──────── Data for processing

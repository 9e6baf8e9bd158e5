use std::hash::Hash;
use std::iter;
use std::sync::mpsc;
use std::thread;

use indexmap::IndexMap;
use log::debug;

use super::followers::Followers;
use super::token::Token;
use crate::error::ChainError;

/// Number of chunks per CPU used by `train_parallel`.
const CHUNK_FACTOR: usize = 8;

/// Word-level Markov chain of a fixed order.
///
/// The `ChainModel` maps every context (a run of `order` consecutive words)
/// seen in the training data to the multiset of words that followed it.
///
/// # Responsibilities
/// - Build the model from token sequences, additively across calls
/// - Expose the followers of a given context
/// - Expose the contexts themselves, for seed selection
/// - Merge with another model of the same order
///
/// # Invariants
/// - `order` is always >= 1 and never changes
/// - Every key holds exactly `order` words
/// - Every key maps to a non-empty `Followers`
/// - Keys keep their first-seen order, so a seeded random source yields the
///   same walk on every run
#[derive(Clone, Debug)]
pub struct ChainModel<W = String> {
	/// Number of preceding words forming a context
	order: usize, // must be >= 1

	/// Mapping from a context to the words observed after it
	contexts: IndexMap<Vec<W>, Followers<W>>,
}

impl<W> ChainModel<W> {
	/// Creates an empty model of order `order`.
	///
	/// # Errors
	/// Returns `ChainError::InvalidOrder` if `order == 0`.
	pub fn new(order: usize) -> Result<Self, ChainError> {
		if order == 0 {
			return Err(ChainError::InvalidOrder(order));
		}
		Ok(Self { order, contexts: IndexMap::new() })
	}

	/// Returns the fixed context length.
	pub fn order(&self) -> usize {
		self.order
	}

	/// Number of distinct contexts.
	pub fn len(&self) -> usize {
		self.contexts.len()
	}

	pub fn is_empty(&self) -> bool {
		self.contexts.is_empty()
	}

	/// Iterates over the known contexts, in first-seen order.
	pub fn contexts(&self) -> impl Iterator<Item=&[W]> {
		self.contexts.keys().map(Vec::as_slice)
	}

	/// Returns the context stored at `index` (first-seen order).
	pub fn context_at(&self, index: usize) -> Option<&[W]> {
		self.contexts.get_index(index).map(|(context, _)| context.as_slice())
	}
}

/// Two models are equal when they share the order and hold the same
/// followers, in the same observation order, for every context.
impl<W: Eq + Hash> PartialEq for ChainModel<W> {
	fn eq(&self, other: &Self) -> bool {
		self.order == other.order && self.contexts == other.contexts
	}
}

impl<W: Eq + Hash> Eq for ChainModel<W> {}

impl<W: Eq + Hash + Clone> ChainModel<W> {
	/// Trains the model on a sequence of words.
	///
	/// Every window of `order + 1` consecutive tokens records its last token
	/// as a follower of the first `order` tokens.
	///
	/// # Notes
	/// - Statistics accumulate across calls.
	/// - Sequences shorter than `order + 1` are ignored (no window can be formed).
	/// - The last `order` tokens never become contexts, since nothing follows them.
	pub fn train(&mut self, tokens: &[W]) {
		if tokens.len() <= self.order {
			// Too short, no window to record
			debug!("train: {} tokens, order {}: nothing to record", tokens.len(), self.order);
			return;
		}

		for window in tokens.windows(self.order + 1) {
			let (context, follower) = window.split_at(self.order);
			self.record(context, &follower[0]);
		}

		debug!(
			"train: {} tokens, order {}: {} contexts",
			tokens.len(),
			self.order,
			self.contexts.len()
		);
	}

	/// Records one observation of `follower` after `context`.
	fn record(&mut self, context: &[W], follower: &W) {
		// Only allocate a key the first time a context is seen
		match self.contexts.get_mut(context) {
			Some(followers) => followers.push(follower.clone()),
			None => {
				self.contexts.insert(context.to_vec(), Followers::with_first(follower.clone()));
			}
		}
	}

	/// Returns the followers recorded for `context`.
	///
	/// - `Ok(Some(_))` if the context was seen during training
	/// - `Ok(None)` if it was never seen
	///
	/// Reading has no side effect: repeated calls return equal results.
	///
	/// # Errors
	/// Returns `ChainError::InvalidContext` if `context` does not hold exactly
	/// `order` words.
	pub fn followers_of(&self, context: &[W]) -> Result<Option<&Followers<W>>, ChainError> {
		if context.len() != self.order {
			return Err(ChainError::InvalidContext {
				operation: "followers_of",
				order: self.order,
				got: context.len(),
			});
		}
		Ok(self.contexts.get(context))
	}

	/// Merges another model into this one.
	///
	/// # Notes
	/// - Both models must have the same order.
	/// - Followers of matching contexts are concatenated; new contexts are cloned.
	///
	/// # Errors
	/// Returns `ChainError::OrderMismatch` if the orders differ.
	pub fn merge(&mut self, other: &Self) -> Result<(), ChainError> {
		if self.order != other.order {
			return Err(ChainError::OrderMismatch { left: self.order, right: other.order });
		}

		for (context, followers) in &other.contexts {
			if let Some(existing) = self.contexts.get_mut(context) {
				existing.merge(followers);
			} else {
				self.contexts.insert(context.clone(), followers.clone());
			}
		}

		Ok(())
	}
}

impl<W: Eq + Hash + Clone> ChainModel<Token<W>> {
	/// Trains the model on one discrete sequence of words.
	///
	/// The sequence is padded with `order` boundaries in front and one
	/// boundary after it before training, so:
	/// - the all-boundary context records the first word of every sequence
	/// - the context made of the last words records the closing boundary
	///
	/// An empty sequence records a boundary right after the start context.
	pub fn train_sequence(&mut self, words: &[W]) {
		let padded: Vec<Token<W>> = iter::repeat_n(Token::Boundary, self.order)
			.chain(words.iter().cloned().map(Token::Word))
			.chain(iter::once(Token::Boundary))
			.collect();
		self.train(&padded);
	}

	/// Context every generated sequence starts from: `order` boundaries.
	pub fn start_context(&self) -> Vec<Token<W>> {
		vec![Token::Boundary; self.order]
	}
}

impl<W: Eq + Hash + Clone + Send + Sync> ChainModel<W> {
	/// Trains the model on several threads.
	///
	/// # Behavior
	/// - Inputs with fewer windows than chunks are trained on the calling
	///   thread.
	/// - Splits the windows into chunks (based on CPU cores * factor).
	/// - Each chunk is extended by `order` tokens, so windows straddling a
	///   chunk boundary are counted exactly once.
	/// - Trains a partial model per chunk on scoped threads.
	/// - Merges the partial models back in chunk order.
	///
	/// The resulting model is equal to the one `train` would build.
	///
	/// # Errors
	/// Only fails if a merge fails, which cannot happen since every partial
	/// model shares this model's order.
	pub fn train_parallel(&mut self, tokens: &[W]) -> Result<(), ChainError> {
		let windows = tokens.len().saturating_sub(self.order);
		if windows == 0 {
			debug!("train_parallel: {} tokens, order {}: nothing to record", tokens.len(), self.order);
			return Ok(());
		}

		let chunks = num_cpus::get() * CHUNK_FACTOR;
		if windows < chunks {
			// Not worth a thread per chunk
			self.train(tokens);
			return Ok(());
		}
		let chunk_size = windows.div_ceil(chunks);
		let order = self.order;

		let (tx, rx) = mpsc::channel();
		thread::scope(|scope| {
			for (index, start) in (0..windows).step_by(chunk_size).enumerate() {
				let tx = tx.clone();
				let end = (start + chunk_size).min(windows) + order;
				let chunk = &tokens[start..end];

				scope.spawn(move || {
					let mut partial = ChainModel { order, contexts: IndexMap::new() };
					partial.train(chunk);
					// The receiver outlives the scope
					let _ = tx.send((index, partial));
				});
			}
		});
		drop(tx);

		let mut partials: Vec<(usize, ChainModel<W>)> = rx.iter().collect();
		partials.sort_by_key(|(index, _)| *index);

		debug!("train_parallel: merging {} partial models", partials.len());
		for (_, partial) in &partials {
			self.merge(partial)?;
		}

		Ok(())
	}
}

#[cfg(test)]
mod tests {
	use super::*;

	fn words(text: &str) -> Vec<String> {
		text.split_whitespace().map(str::to_owned).collect()
	}

	#[test]
	fn rejects_order_zero() {
		assert_eq!(ChainModel::<String>::new(0), Err(ChainError::InvalidOrder(0)));
	}

	#[test]
	fn order_one_records_every_pair() {
		let mut model = ChainModel::new(1).unwrap();
		model.train(&words("a b a c"));

		assert_eq!(model.order(), 1);
		assert_eq!(model.len(), 2);

		let after_a = model.followers_of(&words("a")).unwrap().unwrap();
		assert_eq!(after_a.as_slice(), ["b", "c"]);
		let after_b = model.followers_of(&words("b")).unwrap().unwrap();
		assert_eq!(after_b.as_slice(), ["a"]);

		// Last token of the corpus: nothing follows it
		assert_eq!(model.followers_of(&words("c")).unwrap(), None);
	}

	#[test]
	fn order_two_records_every_window() {
		let mut model = ChainModel::new(2).unwrap();
		model.train(&words("x y z x y w"));

		assert_eq!(model.len(), 3);
		assert_eq!(model.followers_of(&words("x y")).unwrap().unwrap().as_slice(), ["z", "w"]);
		assert_eq!(model.followers_of(&words("y z")).unwrap().unwrap().as_slice(), ["x"]);
		assert_eq!(model.followers_of(&words("z x")).unwrap().unwrap().as_slice(), ["y"]);
		assert_eq!(model.followers_of(&words("y w")).unwrap(), None);
	}

	#[test]
	fn short_input_is_a_no_op() {
		let mut model = ChainModel::new(3).unwrap();
		model.train(&words("too short"));
		model.train(&words("still too short"));
		model.train(&[]);

		assert!(model.is_empty());
	}

	#[test]
	fn training_is_additive() {
		let mut model = ChainModel::new(1).unwrap();
		model.train(&words("the cat"));
		model.train(&words("the dog"));
		model.train(&words("the cat"));

		let followers = model.followers_of(&words("the")).unwrap().unwrap();
		assert_eq!(followers.len(), 3);
		assert_eq!(followers.count(&"cat".to_owned()), 2);
		assert_eq!(followers.count(&"dog".to_owned()), 1);
	}

	#[test]
	fn wrong_context_length_is_rejected() {
		let mut model = ChainModel::new(2).unwrap();
		model.train(&words("x y z"));

		let err = model.followers_of(&words("x")).unwrap_err();
		assert_eq!(err, ChainError::InvalidContext { operation: "followers_of", order: 2, got: 1 });
		assert!(model.followers_of(&words("x y z")).is_err());
	}

	#[test]
	fn reads_have_no_side_effect() {
		let mut model = ChainModel::new(1).unwrap();
		model.train(&words("a b a c"));
		let before = model.clone();

		let first = model.followers_of(&words("a")).unwrap().cloned();
		let second = model.followers_of(&words("a")).unwrap().cloned();
		let _ = model.followers_of(&words("unknown"));

		assert_eq!(first, second);
		assert_eq!(model, before);
	}

	#[test]
	fn contexts_keep_first_seen_order() {
		let mut model = ChainModel::new(1).unwrap();
		model.train(&words("c b a b c"));

		let contexts: Vec<&[String]> = model.contexts().collect();
		assert_eq!(contexts, [words("c"), words("b"), words("a")]);
		assert_eq!(model.context_at(2), Some(words("a").as_slice()));
		assert_eq!(model.context_at(3), None);
	}

	#[test]
	fn merge_sums_followers() {
		let mut left = ChainModel::new(1).unwrap();
		left.train(&words("a b"));
		let mut right = ChainModel::new(1).unwrap();
		right.train(&words("a c d"));

		left.merge(&right).unwrap();

		assert_eq!(left.followers_of(&words("a")).unwrap().unwrap().as_slice(), ["b", "c"]);
		assert_eq!(left.followers_of(&words("c")).unwrap().unwrap().as_slice(), ["d"]);
	}

	#[test]
	fn merge_rejects_other_order() {
		let mut left = ChainModel::<String>::new(1).unwrap();
		let right = ChainModel::<String>::new(2).unwrap();

		assert_eq!(left.merge(&right), Err(ChainError::OrderMismatch { left: 1, right: 2 }));
	}

	#[test]
	fn parallel_training_matches_serial_training() {
		let corpus: Vec<String> = (0..5_000).map(|i| format!("w{}", (i * 7 + i / 3) % 41)).collect();

		for order in 1..=4 {
			let mut serial = ChainModel::new(order).unwrap();
			serial.train(&corpus);
			let mut parallel = ChainModel::new(order).unwrap();
			parallel.train_parallel(&corpus).unwrap();

			assert_eq!(serial, parallel, "order={order}");
			assert!(serial.contexts().eq(parallel.contexts()), "order={order}");
		}
	}

	#[test]
	fn parallel_training_on_short_input() {
		let mut model = ChainModel::new(2).unwrap();
		model.train_parallel(&words("a b")).unwrap();
		assert!(model.is_empty());

		model.train_parallel(&words("a b c")).unwrap();
		assert_eq!(model.len(), 1);
	}

	#[test]
	fn parallel_training_on_small_input_stays_serial() {
		let corpus = words("a b a c a b");
		let mut serial = ChainModel::new(1).unwrap();
		serial.train(&corpus);

		let mut parallel = ChainModel::new(1).unwrap();
		parallel.train_parallel(&corpus).unwrap();
		parallel.train_parallel(&corpus).unwrap();
		serial.train(&corpus);

		assert_eq!(serial, parallel);
		assert_eq!(parallel.followers_of(&words("a")).unwrap().unwrap().len(), 6);
	}

	#[test]
	fn sequence_padding_of_order_two() {
		let mut model = ChainModel::new(2).unwrap();
		model.train_sequence(&[1, 1, 1, 2, 2, 2, 3, 3, 3]);

		use Token::{Boundary as B, Word as W};
		let expected = [
			([B, B], vec![W(1)]),
			([B, W(1)], vec![W(1)]),
			([W(1), W(1)], vec![W(1), W(2)]),
			([W(1), W(2)], vec![W(2)]),
			([W(2), W(2)], vec![W(2), W(3)]),
			([W(2), W(3)], vec![W(3)]),
			([W(3), W(3)], vec![W(3), B]),
		];

		assert_eq!(model.len(), expected.len());
		for (context, followers) in expected {
			assert_eq!(model.followers_of(&context).unwrap().unwrap().as_slice(), followers, "{context:?}");
		}
	}

	#[test]
	fn sequence_padding_of_order_three() {
		let mut model = ChainModel::new(3).unwrap();
		model.train_sequence(&[1, 1, 1, 2, 2, 2, 3, 3, 3]);

		use Token::{Boundary as B, Word as W};
		let expected = [
			([B, B, B], W(1)),
			([B, B, W(1)], W(1)),
			([B, W(1), W(1)], W(1)),
			([W(1), W(1), W(1)], W(2)),
			([W(1), W(1), W(2)], W(2)),
			([W(1), W(2), W(2)], W(2)),
			([W(2), W(2), W(2)], W(3)),
			([W(2), W(2), W(3)], W(3)),
			([W(2), W(3), W(3)], W(3)),
			([W(3), W(3), W(3)], B),
		];

		assert_eq!(model.len(), expected.len());
		assert_eq!(model.context_at(0), Some(model.start_context().as_slice()));
		for (context, follower) in expected {
			assert_eq!(model.followers_of(&context).unwrap().unwrap().as_slice(), [follower], "{context:?}");
		}
	}

	#[test]
	fn empty_sequence_records_a_boundary() {
		let mut model = ChainModel::<Token<String>>::new(1).unwrap();
		model.train_sequence(&[]);

		let followers = model.followers_of(&model.start_context()).unwrap().unwrap();
		assert_eq!(followers.as_slice(), [Token::Boundary]);
	}

	#[test]
	fn generic_over_word_type() {
		let mut model = ChainModel::new(2).unwrap();
		model.train(&[1, 1, 1, 2, 2, 2, 3, 3, 3]);

		assert_eq!(model.followers_of(&[1, 1]).unwrap().unwrap().as_slice(), [1, 2]);
		assert_eq!(model.followers_of(&[3, 3]).unwrap().unwrap().as_slice(), [3]);
	}
}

────────────────

What you will do>
Reproduce the records above exactly, from the first line through the line containing "maps every context", and output nothing else.

Written answer>
repository 9e6baf8e9bd158e5
use std::hash::Hash;
use std::iter;
use std::sync::mpsc;
use std::thread;

use indexmap::IndexMap;
use log::debug;

use super::followers::Followers;
use super::token::Token;
use crate::error::ChainError;

/// Number of chunks per CPU used by `train_parallel`.
const CHUNK_FACTOR: usize = 8;

/// Word-level Markov chain of a fixed order.
///
/// The `ChainModel` maps every context (a run of `order` consecutive words)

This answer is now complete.